- _TASK_
Starting with the line that contains "takes effect after" and stopping after the line that contains "self.processor.set_active(active);", copy the entries below exactly. Include nothing else.
Start of INFORMATION GIVEN
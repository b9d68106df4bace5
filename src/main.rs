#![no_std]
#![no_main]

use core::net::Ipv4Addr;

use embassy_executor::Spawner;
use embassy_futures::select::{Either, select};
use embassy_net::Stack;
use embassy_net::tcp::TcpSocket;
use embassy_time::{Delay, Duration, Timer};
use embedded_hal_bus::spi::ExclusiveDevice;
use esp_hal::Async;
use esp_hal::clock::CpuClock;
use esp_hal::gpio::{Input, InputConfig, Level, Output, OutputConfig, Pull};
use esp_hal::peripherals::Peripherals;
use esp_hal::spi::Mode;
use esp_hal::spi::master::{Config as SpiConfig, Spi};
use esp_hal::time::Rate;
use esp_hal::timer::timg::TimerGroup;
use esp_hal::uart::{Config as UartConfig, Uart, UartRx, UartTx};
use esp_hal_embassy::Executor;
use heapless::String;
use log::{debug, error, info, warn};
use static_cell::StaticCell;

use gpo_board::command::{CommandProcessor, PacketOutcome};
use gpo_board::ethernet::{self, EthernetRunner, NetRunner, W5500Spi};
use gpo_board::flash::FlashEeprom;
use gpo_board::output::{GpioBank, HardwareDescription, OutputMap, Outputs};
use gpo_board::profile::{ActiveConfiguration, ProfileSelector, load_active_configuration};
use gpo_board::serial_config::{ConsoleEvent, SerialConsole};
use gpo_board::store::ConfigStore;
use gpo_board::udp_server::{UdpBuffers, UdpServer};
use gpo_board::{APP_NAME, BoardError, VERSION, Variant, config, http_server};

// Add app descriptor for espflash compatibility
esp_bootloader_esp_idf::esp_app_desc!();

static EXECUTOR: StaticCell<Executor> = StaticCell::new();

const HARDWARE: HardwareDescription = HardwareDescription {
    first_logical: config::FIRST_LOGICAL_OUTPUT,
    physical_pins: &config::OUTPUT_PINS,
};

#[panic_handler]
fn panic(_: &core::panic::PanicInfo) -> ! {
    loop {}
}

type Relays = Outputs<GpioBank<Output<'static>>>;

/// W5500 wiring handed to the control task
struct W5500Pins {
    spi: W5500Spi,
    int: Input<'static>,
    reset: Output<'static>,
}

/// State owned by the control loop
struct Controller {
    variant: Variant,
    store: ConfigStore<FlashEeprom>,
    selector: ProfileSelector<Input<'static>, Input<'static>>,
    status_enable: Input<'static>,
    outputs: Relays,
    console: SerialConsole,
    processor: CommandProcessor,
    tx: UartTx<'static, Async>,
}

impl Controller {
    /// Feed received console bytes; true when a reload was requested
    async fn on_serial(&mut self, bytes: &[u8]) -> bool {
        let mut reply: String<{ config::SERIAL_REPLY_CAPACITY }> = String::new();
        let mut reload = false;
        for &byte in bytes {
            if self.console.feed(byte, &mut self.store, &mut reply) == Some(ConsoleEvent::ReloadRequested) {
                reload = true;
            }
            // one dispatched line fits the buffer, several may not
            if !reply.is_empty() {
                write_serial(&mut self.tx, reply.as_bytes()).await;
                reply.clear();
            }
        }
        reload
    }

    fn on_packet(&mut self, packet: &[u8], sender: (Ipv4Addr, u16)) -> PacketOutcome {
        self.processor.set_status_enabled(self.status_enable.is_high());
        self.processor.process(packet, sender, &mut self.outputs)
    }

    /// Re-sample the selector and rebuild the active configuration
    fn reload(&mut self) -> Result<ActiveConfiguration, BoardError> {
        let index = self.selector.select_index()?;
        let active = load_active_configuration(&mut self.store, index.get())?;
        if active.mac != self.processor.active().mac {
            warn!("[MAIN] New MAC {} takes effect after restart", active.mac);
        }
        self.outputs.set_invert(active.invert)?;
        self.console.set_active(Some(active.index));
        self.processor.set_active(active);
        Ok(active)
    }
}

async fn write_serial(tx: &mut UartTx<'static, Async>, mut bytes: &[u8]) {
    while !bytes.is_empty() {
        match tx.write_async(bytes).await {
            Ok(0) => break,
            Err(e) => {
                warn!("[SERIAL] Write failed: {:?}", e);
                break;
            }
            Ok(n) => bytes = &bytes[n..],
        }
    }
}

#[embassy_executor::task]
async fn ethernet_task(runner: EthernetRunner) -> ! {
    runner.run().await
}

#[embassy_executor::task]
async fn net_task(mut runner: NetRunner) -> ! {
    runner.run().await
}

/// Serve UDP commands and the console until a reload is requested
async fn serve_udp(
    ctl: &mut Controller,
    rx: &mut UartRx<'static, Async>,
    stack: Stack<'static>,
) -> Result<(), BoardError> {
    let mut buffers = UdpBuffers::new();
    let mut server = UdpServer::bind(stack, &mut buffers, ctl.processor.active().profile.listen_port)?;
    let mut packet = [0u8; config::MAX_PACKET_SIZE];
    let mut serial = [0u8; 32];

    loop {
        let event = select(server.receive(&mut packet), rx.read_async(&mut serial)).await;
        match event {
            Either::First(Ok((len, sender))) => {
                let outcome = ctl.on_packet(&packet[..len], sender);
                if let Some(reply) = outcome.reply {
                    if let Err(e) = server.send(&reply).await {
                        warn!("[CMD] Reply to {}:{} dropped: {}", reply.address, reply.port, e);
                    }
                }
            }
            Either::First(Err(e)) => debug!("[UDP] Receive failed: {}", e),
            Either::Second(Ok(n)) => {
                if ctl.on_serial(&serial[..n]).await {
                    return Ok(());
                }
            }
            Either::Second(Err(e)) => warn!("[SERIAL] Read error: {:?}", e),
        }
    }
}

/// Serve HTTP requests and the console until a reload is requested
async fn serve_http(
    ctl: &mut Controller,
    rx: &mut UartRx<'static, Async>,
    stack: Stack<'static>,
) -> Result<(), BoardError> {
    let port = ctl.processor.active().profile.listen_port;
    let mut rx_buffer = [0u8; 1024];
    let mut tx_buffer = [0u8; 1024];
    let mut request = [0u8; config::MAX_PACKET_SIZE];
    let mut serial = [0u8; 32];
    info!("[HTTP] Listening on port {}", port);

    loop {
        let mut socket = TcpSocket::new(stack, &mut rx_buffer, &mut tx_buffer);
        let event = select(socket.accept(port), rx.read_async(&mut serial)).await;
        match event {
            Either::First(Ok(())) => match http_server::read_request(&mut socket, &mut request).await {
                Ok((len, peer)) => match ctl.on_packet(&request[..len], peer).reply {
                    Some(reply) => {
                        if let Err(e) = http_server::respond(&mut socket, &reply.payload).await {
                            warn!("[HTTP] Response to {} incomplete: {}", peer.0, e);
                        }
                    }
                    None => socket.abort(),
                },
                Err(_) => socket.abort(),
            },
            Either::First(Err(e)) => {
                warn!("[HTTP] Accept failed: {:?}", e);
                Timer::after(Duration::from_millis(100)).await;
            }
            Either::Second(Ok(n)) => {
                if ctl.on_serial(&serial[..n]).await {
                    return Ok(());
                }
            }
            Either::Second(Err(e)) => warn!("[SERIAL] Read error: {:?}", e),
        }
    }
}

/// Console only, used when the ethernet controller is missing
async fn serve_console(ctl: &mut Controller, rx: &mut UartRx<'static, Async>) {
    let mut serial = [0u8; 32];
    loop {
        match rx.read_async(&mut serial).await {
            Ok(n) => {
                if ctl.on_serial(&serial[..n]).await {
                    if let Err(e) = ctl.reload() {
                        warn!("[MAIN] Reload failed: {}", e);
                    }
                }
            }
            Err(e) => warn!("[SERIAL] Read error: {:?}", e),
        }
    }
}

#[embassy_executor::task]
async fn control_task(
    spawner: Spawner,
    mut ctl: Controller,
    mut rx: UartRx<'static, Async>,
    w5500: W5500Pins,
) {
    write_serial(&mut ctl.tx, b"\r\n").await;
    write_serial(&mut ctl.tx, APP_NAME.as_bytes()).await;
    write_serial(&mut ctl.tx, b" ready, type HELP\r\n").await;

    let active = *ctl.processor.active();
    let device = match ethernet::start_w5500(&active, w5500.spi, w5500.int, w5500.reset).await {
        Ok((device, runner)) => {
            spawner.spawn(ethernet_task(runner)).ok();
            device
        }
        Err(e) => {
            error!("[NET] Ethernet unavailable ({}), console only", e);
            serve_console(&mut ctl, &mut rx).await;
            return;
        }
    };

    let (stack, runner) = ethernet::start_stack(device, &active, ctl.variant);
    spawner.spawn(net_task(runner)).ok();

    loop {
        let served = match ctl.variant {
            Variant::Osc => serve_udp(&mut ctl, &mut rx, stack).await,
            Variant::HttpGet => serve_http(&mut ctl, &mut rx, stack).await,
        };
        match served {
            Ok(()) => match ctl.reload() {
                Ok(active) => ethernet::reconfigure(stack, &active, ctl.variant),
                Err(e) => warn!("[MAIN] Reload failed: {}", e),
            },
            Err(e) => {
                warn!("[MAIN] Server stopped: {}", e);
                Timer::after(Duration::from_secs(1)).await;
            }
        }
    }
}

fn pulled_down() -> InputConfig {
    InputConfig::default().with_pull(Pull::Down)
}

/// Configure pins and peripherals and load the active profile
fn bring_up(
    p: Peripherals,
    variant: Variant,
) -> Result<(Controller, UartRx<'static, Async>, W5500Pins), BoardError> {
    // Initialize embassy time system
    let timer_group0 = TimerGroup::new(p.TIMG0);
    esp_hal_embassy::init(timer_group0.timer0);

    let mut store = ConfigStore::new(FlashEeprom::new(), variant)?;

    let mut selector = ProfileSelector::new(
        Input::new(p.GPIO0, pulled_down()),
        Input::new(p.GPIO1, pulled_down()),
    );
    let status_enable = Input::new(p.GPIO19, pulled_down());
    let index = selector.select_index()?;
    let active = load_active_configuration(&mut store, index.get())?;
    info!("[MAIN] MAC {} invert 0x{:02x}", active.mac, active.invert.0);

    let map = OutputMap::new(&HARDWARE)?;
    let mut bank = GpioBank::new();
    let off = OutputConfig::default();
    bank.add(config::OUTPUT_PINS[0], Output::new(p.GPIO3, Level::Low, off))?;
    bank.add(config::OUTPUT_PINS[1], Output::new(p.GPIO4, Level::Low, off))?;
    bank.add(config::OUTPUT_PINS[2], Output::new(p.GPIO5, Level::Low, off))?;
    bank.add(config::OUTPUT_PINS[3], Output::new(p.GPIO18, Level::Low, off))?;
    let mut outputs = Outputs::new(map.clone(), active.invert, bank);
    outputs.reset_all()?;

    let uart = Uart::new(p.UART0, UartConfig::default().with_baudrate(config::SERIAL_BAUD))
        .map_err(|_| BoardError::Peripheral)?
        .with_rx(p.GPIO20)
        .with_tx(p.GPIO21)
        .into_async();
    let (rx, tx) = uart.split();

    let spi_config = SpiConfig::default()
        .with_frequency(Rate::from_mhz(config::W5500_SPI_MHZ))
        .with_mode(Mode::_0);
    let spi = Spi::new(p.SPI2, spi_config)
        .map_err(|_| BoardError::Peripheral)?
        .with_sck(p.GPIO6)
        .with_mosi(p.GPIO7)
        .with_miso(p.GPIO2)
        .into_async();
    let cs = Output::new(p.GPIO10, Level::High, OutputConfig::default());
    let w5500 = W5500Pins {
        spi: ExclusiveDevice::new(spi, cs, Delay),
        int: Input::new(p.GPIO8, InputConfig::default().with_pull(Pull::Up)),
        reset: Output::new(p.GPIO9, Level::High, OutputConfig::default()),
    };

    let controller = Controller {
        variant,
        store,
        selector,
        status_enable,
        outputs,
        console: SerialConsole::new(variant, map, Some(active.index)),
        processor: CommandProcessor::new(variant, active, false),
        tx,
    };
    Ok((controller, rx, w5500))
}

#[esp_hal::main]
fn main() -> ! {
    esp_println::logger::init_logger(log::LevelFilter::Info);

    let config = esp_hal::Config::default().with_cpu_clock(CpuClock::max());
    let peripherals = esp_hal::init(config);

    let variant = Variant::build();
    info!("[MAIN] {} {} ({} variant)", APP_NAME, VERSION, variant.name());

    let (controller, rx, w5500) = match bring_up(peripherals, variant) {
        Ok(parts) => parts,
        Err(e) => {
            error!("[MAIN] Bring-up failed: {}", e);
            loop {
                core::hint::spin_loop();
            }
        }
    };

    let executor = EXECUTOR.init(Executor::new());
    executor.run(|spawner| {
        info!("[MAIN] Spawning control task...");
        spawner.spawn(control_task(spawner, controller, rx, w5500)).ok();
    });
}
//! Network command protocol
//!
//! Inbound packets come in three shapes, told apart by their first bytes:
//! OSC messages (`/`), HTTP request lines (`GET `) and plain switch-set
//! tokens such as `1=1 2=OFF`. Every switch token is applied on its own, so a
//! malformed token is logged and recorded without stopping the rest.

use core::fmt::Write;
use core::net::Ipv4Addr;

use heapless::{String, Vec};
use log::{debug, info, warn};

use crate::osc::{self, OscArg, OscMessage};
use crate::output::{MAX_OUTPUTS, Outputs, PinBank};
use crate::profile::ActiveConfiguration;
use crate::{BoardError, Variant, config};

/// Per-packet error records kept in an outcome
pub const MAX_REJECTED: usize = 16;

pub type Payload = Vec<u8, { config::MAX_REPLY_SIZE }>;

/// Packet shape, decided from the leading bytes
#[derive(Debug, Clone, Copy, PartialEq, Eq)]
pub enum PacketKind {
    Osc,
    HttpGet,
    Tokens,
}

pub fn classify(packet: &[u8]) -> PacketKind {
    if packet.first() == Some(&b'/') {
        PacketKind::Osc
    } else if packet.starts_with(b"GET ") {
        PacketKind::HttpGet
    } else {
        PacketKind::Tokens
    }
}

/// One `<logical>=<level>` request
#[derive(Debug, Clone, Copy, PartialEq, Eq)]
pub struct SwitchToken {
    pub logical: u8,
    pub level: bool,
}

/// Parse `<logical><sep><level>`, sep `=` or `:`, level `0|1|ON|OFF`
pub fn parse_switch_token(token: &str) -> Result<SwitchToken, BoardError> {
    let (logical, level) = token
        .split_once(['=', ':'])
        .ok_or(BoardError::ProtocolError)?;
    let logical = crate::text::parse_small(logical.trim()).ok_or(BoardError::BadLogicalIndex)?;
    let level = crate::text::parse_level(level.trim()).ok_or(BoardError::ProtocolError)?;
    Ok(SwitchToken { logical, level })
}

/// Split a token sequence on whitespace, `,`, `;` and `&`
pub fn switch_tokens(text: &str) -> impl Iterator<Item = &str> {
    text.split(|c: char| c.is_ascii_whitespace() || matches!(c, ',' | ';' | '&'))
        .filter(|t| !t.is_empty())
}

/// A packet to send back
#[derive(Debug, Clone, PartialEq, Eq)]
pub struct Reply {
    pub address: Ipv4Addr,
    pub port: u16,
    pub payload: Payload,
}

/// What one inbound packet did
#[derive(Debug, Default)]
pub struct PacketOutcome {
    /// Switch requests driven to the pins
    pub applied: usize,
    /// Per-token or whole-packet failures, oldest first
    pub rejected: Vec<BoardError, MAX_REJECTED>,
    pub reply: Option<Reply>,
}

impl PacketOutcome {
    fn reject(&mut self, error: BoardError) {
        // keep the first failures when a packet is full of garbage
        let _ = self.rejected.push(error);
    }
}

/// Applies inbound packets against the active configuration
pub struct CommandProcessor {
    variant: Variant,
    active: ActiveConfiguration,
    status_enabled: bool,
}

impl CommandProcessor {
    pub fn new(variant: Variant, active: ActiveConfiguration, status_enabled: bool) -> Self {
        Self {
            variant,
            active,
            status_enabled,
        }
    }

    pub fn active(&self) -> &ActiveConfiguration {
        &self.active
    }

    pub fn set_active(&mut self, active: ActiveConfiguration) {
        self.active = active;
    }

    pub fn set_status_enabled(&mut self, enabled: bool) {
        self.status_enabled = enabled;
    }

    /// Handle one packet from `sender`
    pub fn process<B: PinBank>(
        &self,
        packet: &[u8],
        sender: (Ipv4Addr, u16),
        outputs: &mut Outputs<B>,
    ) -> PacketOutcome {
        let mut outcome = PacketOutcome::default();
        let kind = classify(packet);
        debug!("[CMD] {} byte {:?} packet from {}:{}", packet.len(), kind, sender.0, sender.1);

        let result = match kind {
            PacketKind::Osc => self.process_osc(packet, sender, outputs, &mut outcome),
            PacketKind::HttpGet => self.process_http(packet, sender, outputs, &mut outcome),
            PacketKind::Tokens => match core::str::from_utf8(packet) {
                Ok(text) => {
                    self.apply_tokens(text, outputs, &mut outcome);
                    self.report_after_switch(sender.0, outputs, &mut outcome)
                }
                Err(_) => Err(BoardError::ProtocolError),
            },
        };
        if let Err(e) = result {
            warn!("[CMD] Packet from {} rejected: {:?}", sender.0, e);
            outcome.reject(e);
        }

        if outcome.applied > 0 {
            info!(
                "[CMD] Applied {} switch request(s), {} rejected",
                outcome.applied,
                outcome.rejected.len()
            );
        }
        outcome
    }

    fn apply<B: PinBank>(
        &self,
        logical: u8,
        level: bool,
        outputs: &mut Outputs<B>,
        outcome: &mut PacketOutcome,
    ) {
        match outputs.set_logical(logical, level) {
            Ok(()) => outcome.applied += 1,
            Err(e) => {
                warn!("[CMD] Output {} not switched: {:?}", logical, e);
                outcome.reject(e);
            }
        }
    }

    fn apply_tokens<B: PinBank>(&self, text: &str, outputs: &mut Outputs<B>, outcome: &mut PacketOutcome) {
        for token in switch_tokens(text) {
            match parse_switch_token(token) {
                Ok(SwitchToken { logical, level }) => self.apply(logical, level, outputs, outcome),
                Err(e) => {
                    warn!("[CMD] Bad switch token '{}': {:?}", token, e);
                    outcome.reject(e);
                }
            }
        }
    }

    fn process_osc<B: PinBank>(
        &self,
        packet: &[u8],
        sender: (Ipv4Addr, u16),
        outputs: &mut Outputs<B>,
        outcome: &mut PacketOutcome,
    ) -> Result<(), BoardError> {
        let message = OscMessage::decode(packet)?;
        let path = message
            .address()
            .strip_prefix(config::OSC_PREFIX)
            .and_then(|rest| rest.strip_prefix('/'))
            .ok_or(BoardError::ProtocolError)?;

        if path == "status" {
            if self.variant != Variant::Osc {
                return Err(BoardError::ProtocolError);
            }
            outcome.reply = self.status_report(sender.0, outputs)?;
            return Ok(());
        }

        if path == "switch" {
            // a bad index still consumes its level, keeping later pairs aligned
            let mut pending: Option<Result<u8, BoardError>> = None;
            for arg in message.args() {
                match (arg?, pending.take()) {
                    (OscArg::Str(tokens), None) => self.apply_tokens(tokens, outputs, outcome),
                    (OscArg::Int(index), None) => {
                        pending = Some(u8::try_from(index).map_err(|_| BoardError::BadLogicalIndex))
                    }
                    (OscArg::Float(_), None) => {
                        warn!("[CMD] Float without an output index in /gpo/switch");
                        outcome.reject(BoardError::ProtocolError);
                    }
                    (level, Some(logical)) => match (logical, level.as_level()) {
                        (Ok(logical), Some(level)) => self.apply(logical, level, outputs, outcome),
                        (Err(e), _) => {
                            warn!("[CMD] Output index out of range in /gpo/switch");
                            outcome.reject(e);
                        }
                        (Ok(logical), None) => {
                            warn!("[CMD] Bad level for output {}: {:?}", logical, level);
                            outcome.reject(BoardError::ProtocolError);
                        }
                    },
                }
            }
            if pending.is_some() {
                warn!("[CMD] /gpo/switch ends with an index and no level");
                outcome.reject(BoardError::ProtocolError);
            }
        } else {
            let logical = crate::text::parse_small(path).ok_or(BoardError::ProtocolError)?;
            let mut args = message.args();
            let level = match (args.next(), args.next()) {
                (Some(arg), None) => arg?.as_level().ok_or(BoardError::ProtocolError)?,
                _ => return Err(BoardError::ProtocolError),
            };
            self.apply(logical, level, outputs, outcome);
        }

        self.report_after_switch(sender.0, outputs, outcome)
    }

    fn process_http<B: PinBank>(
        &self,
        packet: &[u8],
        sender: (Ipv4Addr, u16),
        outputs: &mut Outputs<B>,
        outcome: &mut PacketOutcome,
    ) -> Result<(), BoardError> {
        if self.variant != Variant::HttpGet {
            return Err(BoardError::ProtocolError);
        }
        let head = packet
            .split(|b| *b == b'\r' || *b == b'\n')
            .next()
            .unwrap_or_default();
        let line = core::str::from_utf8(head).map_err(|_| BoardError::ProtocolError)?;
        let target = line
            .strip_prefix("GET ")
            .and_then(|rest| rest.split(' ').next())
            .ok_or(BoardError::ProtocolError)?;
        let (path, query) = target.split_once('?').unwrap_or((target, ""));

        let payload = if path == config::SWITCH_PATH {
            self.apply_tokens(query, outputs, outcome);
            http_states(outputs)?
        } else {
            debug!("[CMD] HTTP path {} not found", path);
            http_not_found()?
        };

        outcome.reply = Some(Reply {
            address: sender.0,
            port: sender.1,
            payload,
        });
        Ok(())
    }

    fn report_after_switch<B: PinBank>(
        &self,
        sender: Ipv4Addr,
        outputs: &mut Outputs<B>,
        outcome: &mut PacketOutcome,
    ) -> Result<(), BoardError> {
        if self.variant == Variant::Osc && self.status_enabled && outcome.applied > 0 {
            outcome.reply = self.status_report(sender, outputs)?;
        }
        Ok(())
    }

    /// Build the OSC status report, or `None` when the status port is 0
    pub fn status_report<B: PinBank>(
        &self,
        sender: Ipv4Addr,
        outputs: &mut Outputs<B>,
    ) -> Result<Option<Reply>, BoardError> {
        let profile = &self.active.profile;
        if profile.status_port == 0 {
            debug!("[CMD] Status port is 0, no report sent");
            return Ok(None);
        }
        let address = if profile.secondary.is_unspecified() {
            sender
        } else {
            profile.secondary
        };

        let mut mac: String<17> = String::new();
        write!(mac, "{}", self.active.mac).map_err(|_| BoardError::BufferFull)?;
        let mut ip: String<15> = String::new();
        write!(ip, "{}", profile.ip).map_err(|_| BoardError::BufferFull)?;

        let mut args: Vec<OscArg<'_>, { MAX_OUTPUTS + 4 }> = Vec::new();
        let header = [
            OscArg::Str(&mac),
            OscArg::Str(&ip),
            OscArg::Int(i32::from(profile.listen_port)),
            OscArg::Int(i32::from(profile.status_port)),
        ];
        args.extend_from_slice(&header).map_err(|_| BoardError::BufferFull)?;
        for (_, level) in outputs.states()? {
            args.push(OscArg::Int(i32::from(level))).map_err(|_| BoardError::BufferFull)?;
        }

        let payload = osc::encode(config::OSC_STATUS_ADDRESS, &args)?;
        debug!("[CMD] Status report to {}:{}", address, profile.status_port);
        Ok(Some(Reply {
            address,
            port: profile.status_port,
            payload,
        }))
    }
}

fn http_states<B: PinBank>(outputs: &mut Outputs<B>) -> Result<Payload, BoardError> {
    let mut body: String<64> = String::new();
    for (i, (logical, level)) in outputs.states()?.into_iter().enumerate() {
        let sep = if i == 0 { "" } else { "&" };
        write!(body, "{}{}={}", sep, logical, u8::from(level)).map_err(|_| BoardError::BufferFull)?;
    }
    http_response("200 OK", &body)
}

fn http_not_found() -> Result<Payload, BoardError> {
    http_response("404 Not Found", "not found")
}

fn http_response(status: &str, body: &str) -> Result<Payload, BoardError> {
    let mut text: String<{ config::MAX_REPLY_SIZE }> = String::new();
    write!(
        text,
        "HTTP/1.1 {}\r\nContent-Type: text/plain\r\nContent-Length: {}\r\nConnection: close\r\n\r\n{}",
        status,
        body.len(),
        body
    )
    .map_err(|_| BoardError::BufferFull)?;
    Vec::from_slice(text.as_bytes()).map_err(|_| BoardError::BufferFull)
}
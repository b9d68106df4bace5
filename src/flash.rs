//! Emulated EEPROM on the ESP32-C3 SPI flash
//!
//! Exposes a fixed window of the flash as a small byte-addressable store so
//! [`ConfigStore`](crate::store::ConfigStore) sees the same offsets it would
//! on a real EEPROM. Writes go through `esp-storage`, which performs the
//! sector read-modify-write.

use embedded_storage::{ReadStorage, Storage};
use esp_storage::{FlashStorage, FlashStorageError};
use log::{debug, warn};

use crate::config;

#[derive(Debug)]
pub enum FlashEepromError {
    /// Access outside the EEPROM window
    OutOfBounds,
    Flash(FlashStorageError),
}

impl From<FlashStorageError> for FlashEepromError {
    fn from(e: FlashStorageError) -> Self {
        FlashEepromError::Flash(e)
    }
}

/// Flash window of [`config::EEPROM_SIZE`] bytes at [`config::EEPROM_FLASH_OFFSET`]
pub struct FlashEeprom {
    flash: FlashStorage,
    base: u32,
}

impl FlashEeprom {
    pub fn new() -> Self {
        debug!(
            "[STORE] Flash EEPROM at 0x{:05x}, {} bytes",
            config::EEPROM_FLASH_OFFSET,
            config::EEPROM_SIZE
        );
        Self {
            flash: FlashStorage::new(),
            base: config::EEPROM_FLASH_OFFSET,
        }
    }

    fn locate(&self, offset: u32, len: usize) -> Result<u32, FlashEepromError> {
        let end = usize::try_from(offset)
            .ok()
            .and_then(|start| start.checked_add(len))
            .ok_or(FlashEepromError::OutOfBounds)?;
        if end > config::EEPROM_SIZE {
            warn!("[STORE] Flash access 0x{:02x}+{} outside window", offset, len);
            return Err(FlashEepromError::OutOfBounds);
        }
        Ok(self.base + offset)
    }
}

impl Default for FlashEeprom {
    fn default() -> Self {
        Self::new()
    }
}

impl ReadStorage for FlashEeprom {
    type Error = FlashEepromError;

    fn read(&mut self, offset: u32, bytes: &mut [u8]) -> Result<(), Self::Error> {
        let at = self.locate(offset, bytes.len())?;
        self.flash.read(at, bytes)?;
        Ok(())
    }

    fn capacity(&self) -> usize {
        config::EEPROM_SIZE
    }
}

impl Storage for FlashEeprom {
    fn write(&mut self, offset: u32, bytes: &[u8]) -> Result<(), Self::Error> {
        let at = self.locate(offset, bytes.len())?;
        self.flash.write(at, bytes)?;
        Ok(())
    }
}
End of INFORMATION GIVEN
- _WRITTEN ANSWER_
            warn!("[MAIN] New MAC {} takes effect after restart", active.mac);
        }
        self.outputs.set_invert(active.invert)?;
        self.console.set_active(Some(active.index));
        self.processor.set_active(active);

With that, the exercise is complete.